# TK - Unravel (Refraction Ghoul and GBATemp Contributers Remix)



## pastaconsumer (Apr 28, 2015)

Recently I have been working on a remix of TK - Unravel (the opening to Tokyo Ghoul Season 1) and then I decided to turn it into a community remix project. Hell, this thread could be FILLED with remixes! My remix will most likely be a Drumstep Remix. If you would like to help me with my remix, let me know what you'd like to help with. I have a list here:
JAPANESE VOCALS
Under Full Version Romanji
ENGLISH VOCALS
As the video plays, it shows the English translation.

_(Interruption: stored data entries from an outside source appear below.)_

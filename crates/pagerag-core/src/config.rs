//! Layered configuration and path helpers.
//!
//! Uses Figment to merge built-in defaults + `config.toml` + `config.<env>.toml`
//! + `APP_*` env vars (nested keys separated by `__`, e.g.
//! `APP_RETRIEVAL__TOP_K=8`). Provides helpers to expand `~` and `${VAR}` and
//! to resolve relative paths against a known base directory.

use figment::{
    providers::{Env, Format, Serialized, Toml},
    Figment,
};
use serde::{Deserialize, Serialize};
use std::env;
use std::path::{Path, PathBuf};

use crate::chunker::ChunkingConfig;
use crate::error::Error;

#[derive(Debug, Clone, PartialEq, Serialize, Deserialize)]
#[serde(default)]
pub struct DataSettings {
    pub index_dir: String,
    pub table: String,
    pub eval_set: String,
    pub reports_dir: String,
}

impl Default for DataSettings {
    fn default() -> Self {
        Self {
            index_dir: "data/lancedb".to_string(),
            table: "pdf_chunks".to_string(),
            eval_set: "evaluation/eval_questions.json".to_string(),
            reports_dir: "evaluation/reports".to_string(),
        }
    }
}

#[derive(Debug, Clone, PartialEq, Serialize, Deserialize)]
#[serde(default)]
pub struct EmbeddingSettings {
    pub model_name: String,
    pub model_dir: String,
    pub max_len: usize,
    pub batch_size: usize,
    pub use_fake: bool,
    /// Dimension of the fake embedder; the real model reports its own.
    pub fake_dim: usize,
}

impl Default for EmbeddingSettings {
    fn default() -> Self {
        Self {
            model_name: "multi-qa-MiniLM-L6-cos-v1".to_string(),
            model_dir: "models/multi-qa-MiniLM-L6-cos-v1".to_string(),
            max_len: 256,
            batch_size: 32,
            use_fake: false,
            fake_dim: 384,
        }
    }
}

#[derive(Debug, Clone, PartialEq, Serialize, Deserialize)]
#[serde(default)]
pub struct GenerationSettings {
    pub base_url: String,
    pub model: String,
    /// Name of the environment variable holding the API key.
    pub api_key_env: String,
    pub temperature: f32,
    pub max_tokens: u32,
    pub timeout_secs: u64,
}

impl Default for GenerationSettings {
    fn default() -> Self {
        Self {
            base_url: "https://api.groq.com/openai/v1".to_string(),
            model: "llama-3.3-70b-versatile".to_string(),
            api_key_env: "GROQ_API_KEY".to_string(),
            temperature: 0.2,
            max_tokens: 512,
            timeout_secs: 60,
        }
    }
}

#[derive(Debug, Clone, PartialEq, Serialize, Deserialize)]
#[serde(default)]
pub struct RetrievalSettings {
    pub top_k: usize,
    pub similarity_threshold: f32,
}

impl Default for RetrievalSettings {
    fn default() -> Self { Self { top_k: 5, similarity_threshold: 0.45 } }
}

/// External end-to-end metrics scorer, e.g. `["python", "scripts/score.py"]`.
#[derive(Debug, Clone, Default, PartialEq, Serialize, Deserialize)]
#[serde(default)]
pub struct MetricsSettings {
    pub command: Option<Vec<String>>,
}

#[derive(Debug, Clone, Default, PartialEq, Serialize, Deserialize)]
#[serde(default)]
pub struct Settings {
    pub data: DataSettings,
    pub chunking: ChunkingConfig,
    pub embedding: EmbeddingSettings,
    pub generation: GenerationSettings,
    pub retrieval: RetrievalSettings,
    pub metrics: MetricsSettings,
}

impl Settings {
    pub fn validate(&self) -> crate::error::Result<()> {
        self.chunking.validate()?;
        if self.retrieval.top_k == 0 {
            return Err(Error::InvalidConfig("retrieval.top_k must be positive".to_string()));
        }
        if !(-1.0..=1.0).contains(&self.retrieval.similarity_threshold) {
            return Err(Error::InvalidConfig(format!(
                "retrieval.similarity_threshold must be within [-1, 1], got {}",
                self.retrieval.similarity_threshold
            )));
        }
        if self.embedding.batch_size == 0 {
            return Err(Error::InvalidConfig("embedding.batch_size must be positive".to_string()));
        }
        Ok(())
    }
}

pub struct Config {
    figment: Figment,
}

impl Config {
    /// Load from the current directory for `RUST_ENV` (default `dev`).
    pub fn load() -> anyhow::Result<Self> { Self::load_from(Path::new(".")) }

    pub fn load_from(dir: &Path) -> anyhow::Result<Self> {
        let env_name = env::var("RUST_ENV").unwrap_or_else(|_| "dev".to_string());
        Self::load_for_env(dir, &env_name)
    }

    pub fn load_for_env(dir: &Path, env_name: &str) -> anyhow::Result<Self> {
        let mut figment = Figment::from(Serialized::defaults(Settings::default())).merge(Toml::file(dir.join("config.toml")));
        match env_name {
            "dev" | "development" => figment = figment.merge(Toml::file(dir.join("config.dev.toml"))),
            "prod" | "production" => figment = figment.merge(Toml::file(dir.join("config.prod.toml"))),
            "test" | "testing" => figment = figment.merge(Toml::file(dir.join("config.test.toml"))),
            _ => {}
        }
        figment = figment.merge(Env::prefixed("APP_").split("__"));

        let config = Self { figment };
        config.validate_for_env(env_name)?;
        tracing::debug!(env = env_name, dir = %dir.display(), "configuration loaded");
        Ok(config)
    }

    pub fn get<T>(&self, key: &str) -> anyhow::Result<T>
    where
        T: serde::de::DeserializeOwned,
    {
        self.figment
            .extract_inner(key)
            .map_err(|e| anyhow::anyhow!("Failed to get '{}': {}", key, e))
    }

    pub fn settings(&self) -> anyhow::Result<Settings> {
        self.figment
            .extract()
            .map_err(|e| anyhow::anyhow!("Failed to extract settings: {}", e))
    }

    fn validate_for_env(&self, env: &str) -> anyhow::Result<()> {
        let settings = self.settings()?;
        settings.validate()?;
        if matches!(env, "prod" | "production") && settings.embedding.use_fake {
            return Err(Error::InvalidConfig("fake embeddings are not allowed in production".to_string()).into());
        }
        Ok(())
    }
}

/// Expand a user-provided path string:
/// - Expands leading '~' to the user's home directory
/// - Expands ${VAR} and $VAR environment variables
/// - Returns a PathBuf without attempting to canonicalize
pub fn expand_path<S: AsRef<str>>(input: S) -> PathBuf {
    let s = input.as_ref();
    let expanded_env = shellexpand::env(s).unwrap_or(std::borrow::Cow::Borrowed(s));
    let expanded = shellexpand::tilde(&expanded_env);
    PathBuf::from(expanded.as_ref())
}

/// Resolve a possibly relative path against a given base directory after expansion.
/// If `p` is absolute, it's returned as-is; otherwise `base.join(p)` is returned.
pub fn resolve_with_base<S: AsRef<str>>(base: &Path, p: S) -> PathBuf {
    let p = expand_path(p);
    if p.is_absolute() { p } else { base.join(p) }
}
use anyhow::{anyhow, Result};
use arrow_array::{Array, Float32Array, RecordBatch, StringArray, UInt32Array};
use futures::TryStreamExt;
use lancedb::query::{ExecutableQuery, QueryBase, Select};
use std::collections::BTreeSet;
use lancedb::{DistanceType, Table};

use pagerag_core::{ChunkMetadata, RetrievedChunk};

use crate::schema::{CONTENT_COLUMN, DISTANCE_COLUMN, PAGE_COLUMN, SOURCE_COLUMN};

fn typed_column<'a, T: Array + 'static>(batch: &'a RecordBatch, name: &str) -> Result<&'a T> {
	batch
		.column_by_name(name)
		.and_then(|c| c.as_any().downcast_ref::<T>())
		.ok_or_else(|| anyhow!("missing or mistyped column '{}'", name))
}

pub fn batch_to_hits(batch: &RecordBatch) -> Result<Vec<RetrievedChunk>> {
	let content = typed_column::<StringArray>(batch, CONTENT_COLUMN)?;
	let source = typed_column::<StringArray>(batch, SOURCE_COLUMN)?;
	let page = typed_column::<UInt32Array>(batch, PAGE_COLUMN)?;
	let distance = typed_column::<Float32Array>(batch, DISTANCE_COLUMN)?;
	Ok((0..batch.num_rows())
		.map(|i| RetrievedChunk {
			text: content.value(i).to_string(),
			distance: distance.value(i),
			metadata: ChunkMetadata { page: page.value(i), source: source.value(i).to_string() },
		})
		.collect())
}

/// Cosine k-NN over the chunk table, ascending by distance.
pub async fn search_table(table: &Table, vector: &[f32], k: usize) -> Result<Vec<RetrievedChunk>> {
	let mut stream = table
		.vector_search(vector.to_vec())?
		.distance_type(DistanceType::Cosine)
		.limit(k)
		.execute()
		.await?;
	let mut hits = Vec::new();
	while let Some(batch) = stream.try_next().await? {
		hits.extend(batch_to_hits(&batch)?);
	}
	hits.sort_by(|a, b| a.distance.partial_cmp(&b.distance).unwrap_or(std::cmp::Ordering::Equal));
	hits.truncate(k);
	Ok(hits)
}

/// Distinct values of the `source` column, sorted.
pub async fn distinct_sources(table: &Table) -> Result<Vec<String>> {
	let mut stream = table.query().select(Select::columns(&[SOURCE_COLUMN])).execute().await?;
	let mut sources = BTreeSet::new();
	while let Some(batch) = stream.try_next().await? {
		let column = typed_column::<StringArray>(&batch, SOURCE_COLUMN)?;
		sources.extend((0..batch.num_rows()).map(|i| column.value(i).to_string()));
	}
	Ok(sources.into_iter().collect())
}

Or check the description... It's a better translation and fits the song well.
Drum samples ESPECIALLY OPEN AND CLOSED HI HATS  (I know, it's disappointing that I am asking for samples, but hey... what can I say?)
SUPERSAW PRESET FOR SYLENTH1 LIKE THIS
A BIT OF EQ/MASTERING

Whatever is posted can be used by the community in their remixes. When mine is finished, I'll release the mp3/wav on YouTube or something... At a later point I'll release my .flp of the mix.

Just a couple of rules...
No touching of the face or hair (YOU WILL NEVER GET THIS REFERENCE!)
and...
No eating humans in this thread... Insurance doesn't quite cover a ghoul feeding frenzy... (Translation: Don't be an ass)
and as always...
HAVE FUN!!!


----------